### [Problem to work on]
Only one stretch of the records below should be repeated. It starts with the line containing "tracing::warn!(path = %path.display(), error" and goes on through the line containing "pub fn save(&self, ranking: WeeklyRanking)", exactly as written.

### [Materials provided]
%%

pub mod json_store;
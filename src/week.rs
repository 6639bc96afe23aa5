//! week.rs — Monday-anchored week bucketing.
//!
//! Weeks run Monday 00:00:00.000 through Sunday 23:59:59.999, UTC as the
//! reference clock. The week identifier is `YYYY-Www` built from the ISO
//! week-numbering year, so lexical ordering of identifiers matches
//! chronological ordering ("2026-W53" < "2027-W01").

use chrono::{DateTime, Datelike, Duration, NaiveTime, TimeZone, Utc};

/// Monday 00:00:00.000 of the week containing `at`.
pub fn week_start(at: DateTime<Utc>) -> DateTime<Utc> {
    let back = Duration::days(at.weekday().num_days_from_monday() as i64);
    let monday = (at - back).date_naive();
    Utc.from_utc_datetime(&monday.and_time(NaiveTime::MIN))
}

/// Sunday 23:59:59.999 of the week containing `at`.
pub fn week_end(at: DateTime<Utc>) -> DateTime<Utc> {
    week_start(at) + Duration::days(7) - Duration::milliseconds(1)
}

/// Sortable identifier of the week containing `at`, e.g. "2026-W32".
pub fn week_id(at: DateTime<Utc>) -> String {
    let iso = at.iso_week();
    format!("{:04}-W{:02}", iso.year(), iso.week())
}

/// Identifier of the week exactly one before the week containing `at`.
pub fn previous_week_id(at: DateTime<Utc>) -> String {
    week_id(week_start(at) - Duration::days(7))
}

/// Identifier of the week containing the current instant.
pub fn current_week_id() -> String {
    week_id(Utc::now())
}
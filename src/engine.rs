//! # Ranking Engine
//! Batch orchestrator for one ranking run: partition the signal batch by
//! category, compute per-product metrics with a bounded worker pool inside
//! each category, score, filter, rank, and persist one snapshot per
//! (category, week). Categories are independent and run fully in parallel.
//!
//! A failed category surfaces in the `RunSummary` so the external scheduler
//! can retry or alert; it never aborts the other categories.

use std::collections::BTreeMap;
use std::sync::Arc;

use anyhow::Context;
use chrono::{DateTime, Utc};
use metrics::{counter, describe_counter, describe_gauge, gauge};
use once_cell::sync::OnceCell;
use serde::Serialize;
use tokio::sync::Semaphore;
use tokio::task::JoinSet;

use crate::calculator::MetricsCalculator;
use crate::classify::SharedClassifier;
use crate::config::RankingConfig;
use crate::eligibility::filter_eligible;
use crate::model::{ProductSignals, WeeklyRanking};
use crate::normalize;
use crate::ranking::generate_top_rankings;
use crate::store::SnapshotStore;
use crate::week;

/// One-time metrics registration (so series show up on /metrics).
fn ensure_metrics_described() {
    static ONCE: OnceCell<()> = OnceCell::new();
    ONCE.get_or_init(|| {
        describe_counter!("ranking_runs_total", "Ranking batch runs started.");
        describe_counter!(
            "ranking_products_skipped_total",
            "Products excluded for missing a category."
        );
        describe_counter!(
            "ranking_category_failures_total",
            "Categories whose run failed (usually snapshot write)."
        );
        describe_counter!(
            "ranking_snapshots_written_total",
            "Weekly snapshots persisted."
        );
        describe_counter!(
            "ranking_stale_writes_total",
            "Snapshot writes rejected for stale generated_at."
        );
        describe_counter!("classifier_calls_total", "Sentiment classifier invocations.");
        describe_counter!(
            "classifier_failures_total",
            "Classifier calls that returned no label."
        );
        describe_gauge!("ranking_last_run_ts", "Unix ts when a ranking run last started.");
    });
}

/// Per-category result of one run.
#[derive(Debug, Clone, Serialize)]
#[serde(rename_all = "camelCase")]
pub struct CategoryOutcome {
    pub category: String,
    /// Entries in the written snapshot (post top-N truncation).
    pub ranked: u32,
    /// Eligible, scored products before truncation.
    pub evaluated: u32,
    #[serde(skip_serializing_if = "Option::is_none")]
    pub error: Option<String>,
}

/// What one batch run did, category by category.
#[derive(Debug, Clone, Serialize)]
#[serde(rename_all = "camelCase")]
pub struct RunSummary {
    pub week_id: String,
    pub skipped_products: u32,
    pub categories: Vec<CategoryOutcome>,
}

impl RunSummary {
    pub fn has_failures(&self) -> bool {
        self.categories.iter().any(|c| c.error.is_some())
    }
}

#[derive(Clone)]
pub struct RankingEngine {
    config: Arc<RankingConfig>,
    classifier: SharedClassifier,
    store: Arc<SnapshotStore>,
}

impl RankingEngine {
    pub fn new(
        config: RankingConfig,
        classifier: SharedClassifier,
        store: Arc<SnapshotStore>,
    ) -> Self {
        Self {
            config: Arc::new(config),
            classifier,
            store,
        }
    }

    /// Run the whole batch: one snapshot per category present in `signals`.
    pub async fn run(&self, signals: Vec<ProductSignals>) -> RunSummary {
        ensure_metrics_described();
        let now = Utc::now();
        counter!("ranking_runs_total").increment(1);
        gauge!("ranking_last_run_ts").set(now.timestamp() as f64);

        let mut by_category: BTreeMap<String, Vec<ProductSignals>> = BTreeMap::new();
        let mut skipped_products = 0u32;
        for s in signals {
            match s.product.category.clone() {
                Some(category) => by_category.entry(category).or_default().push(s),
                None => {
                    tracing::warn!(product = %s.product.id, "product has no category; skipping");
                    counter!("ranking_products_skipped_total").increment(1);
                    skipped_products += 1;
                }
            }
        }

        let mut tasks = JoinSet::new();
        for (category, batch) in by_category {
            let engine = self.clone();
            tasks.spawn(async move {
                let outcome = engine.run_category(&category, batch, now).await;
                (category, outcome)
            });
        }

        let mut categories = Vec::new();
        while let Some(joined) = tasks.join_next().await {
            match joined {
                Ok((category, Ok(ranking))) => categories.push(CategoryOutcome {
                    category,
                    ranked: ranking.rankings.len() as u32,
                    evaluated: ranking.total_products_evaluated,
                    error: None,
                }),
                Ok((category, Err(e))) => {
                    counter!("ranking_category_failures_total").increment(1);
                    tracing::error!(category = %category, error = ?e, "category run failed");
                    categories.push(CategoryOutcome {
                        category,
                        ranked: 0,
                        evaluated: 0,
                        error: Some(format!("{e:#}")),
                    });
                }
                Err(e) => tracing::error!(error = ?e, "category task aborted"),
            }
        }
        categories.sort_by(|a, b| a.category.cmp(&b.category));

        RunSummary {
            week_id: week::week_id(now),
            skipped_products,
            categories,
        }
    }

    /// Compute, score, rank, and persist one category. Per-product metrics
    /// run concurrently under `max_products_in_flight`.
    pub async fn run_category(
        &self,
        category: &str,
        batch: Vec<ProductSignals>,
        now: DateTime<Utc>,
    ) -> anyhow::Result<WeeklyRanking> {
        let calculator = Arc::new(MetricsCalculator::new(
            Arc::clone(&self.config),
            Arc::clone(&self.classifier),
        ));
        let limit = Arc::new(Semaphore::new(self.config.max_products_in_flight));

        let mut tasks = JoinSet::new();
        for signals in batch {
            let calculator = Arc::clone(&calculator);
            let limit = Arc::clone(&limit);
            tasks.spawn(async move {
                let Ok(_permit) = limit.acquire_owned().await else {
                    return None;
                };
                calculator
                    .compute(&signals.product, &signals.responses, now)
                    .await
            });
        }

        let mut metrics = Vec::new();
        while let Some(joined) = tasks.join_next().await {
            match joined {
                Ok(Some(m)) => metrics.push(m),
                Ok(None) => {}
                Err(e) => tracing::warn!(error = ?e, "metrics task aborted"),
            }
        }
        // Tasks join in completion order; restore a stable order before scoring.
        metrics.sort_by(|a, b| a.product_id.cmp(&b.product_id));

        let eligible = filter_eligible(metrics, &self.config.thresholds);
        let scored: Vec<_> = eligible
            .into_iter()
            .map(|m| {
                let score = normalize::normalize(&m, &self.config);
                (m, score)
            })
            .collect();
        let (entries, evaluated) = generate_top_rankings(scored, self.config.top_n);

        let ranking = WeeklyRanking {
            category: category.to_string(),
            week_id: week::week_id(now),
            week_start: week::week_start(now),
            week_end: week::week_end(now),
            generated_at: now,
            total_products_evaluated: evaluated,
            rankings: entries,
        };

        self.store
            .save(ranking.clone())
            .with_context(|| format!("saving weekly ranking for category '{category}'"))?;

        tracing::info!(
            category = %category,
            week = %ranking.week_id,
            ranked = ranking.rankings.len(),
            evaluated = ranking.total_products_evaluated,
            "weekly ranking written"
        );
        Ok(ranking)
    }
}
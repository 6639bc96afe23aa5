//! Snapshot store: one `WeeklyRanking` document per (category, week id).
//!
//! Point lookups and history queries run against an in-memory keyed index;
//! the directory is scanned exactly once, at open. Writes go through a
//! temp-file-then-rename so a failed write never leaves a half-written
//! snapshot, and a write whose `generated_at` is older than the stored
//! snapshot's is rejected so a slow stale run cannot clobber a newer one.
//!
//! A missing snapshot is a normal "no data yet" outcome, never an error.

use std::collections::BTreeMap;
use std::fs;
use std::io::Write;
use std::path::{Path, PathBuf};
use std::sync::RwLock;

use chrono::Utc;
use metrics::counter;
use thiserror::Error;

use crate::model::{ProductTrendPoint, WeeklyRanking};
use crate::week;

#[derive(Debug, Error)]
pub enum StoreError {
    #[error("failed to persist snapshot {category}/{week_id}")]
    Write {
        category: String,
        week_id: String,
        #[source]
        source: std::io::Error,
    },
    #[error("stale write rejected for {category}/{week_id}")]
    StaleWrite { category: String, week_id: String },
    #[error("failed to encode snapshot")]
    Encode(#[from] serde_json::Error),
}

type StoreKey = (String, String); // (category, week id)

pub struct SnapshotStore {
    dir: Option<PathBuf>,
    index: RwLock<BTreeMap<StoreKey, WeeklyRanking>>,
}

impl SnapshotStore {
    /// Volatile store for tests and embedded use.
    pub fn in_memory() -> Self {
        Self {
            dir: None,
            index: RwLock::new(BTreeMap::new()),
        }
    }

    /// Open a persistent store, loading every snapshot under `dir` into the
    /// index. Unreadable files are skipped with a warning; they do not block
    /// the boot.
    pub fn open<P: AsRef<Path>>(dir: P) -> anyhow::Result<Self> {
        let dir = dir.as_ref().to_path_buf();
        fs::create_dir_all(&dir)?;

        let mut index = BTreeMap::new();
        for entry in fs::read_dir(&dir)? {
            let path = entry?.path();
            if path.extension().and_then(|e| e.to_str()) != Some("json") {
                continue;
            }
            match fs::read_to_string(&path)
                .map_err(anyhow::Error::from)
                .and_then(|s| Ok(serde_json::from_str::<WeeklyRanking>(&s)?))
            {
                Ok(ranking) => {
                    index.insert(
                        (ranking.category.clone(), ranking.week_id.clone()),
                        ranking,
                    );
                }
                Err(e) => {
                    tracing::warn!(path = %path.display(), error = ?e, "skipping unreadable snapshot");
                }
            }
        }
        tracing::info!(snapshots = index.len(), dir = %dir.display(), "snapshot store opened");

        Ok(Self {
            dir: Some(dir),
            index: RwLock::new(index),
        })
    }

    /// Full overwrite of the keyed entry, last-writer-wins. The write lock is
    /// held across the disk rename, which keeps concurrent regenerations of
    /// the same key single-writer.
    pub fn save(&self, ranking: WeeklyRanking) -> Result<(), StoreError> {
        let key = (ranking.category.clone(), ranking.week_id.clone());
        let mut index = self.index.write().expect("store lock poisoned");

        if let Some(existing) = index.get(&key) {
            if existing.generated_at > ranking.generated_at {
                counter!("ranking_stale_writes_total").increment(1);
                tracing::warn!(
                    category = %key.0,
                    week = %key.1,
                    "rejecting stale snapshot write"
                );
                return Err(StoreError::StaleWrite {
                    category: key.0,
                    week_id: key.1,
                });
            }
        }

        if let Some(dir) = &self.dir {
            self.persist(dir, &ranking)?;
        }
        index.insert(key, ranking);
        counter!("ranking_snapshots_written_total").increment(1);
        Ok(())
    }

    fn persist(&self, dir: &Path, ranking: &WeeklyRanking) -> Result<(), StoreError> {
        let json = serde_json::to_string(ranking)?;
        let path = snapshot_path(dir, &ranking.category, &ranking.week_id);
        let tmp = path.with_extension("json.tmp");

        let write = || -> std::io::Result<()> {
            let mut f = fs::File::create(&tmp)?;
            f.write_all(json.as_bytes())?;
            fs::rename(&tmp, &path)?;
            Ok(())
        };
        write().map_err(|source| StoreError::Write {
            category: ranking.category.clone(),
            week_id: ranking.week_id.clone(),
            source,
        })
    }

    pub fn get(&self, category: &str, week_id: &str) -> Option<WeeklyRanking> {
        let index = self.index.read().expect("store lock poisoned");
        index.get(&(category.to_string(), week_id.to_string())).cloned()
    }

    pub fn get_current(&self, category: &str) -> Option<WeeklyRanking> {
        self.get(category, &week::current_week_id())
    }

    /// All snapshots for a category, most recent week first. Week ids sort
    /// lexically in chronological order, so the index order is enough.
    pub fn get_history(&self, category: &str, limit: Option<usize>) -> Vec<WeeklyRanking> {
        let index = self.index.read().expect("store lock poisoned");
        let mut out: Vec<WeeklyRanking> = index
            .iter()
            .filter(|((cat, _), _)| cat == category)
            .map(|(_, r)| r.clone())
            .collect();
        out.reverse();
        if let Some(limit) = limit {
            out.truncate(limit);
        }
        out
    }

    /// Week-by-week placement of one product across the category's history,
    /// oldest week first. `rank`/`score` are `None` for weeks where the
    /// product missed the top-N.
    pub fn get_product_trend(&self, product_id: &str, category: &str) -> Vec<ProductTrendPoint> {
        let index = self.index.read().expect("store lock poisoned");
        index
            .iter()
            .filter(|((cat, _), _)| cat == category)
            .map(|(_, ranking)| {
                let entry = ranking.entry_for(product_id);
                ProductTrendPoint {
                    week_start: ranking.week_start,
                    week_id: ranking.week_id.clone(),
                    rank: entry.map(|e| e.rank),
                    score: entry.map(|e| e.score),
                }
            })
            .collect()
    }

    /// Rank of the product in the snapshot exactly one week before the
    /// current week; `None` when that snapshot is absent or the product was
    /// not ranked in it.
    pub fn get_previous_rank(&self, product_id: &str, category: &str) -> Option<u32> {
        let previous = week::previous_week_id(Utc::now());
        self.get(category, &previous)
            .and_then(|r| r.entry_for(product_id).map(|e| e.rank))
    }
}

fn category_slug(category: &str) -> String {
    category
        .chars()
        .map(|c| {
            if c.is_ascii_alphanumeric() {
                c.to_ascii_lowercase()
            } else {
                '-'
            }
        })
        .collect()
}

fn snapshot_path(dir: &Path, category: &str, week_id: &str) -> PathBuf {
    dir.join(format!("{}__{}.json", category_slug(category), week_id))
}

%%

### [Solution below]
                    tracing::warn!(path = %path.display(), error = ?e, "skipping unreadable snapshot");
                }
            }
        }
        tracing::info!(snapshots = index.len(), dir = %dir.display(), "snapshot store opened");

        Ok(Self {
            dir: Some(dir),
            index: RwLock::new(index),
        })
    }

    /// Full overwrite of the keyed entry, last-writer-wins. The write lock is
    /// held across the disk rename, which keeps concurrent regenerations of
    /// the same key single-writer.
    pub fn save(&self, ranking: WeeklyRanking) -> Result<(), StoreError> {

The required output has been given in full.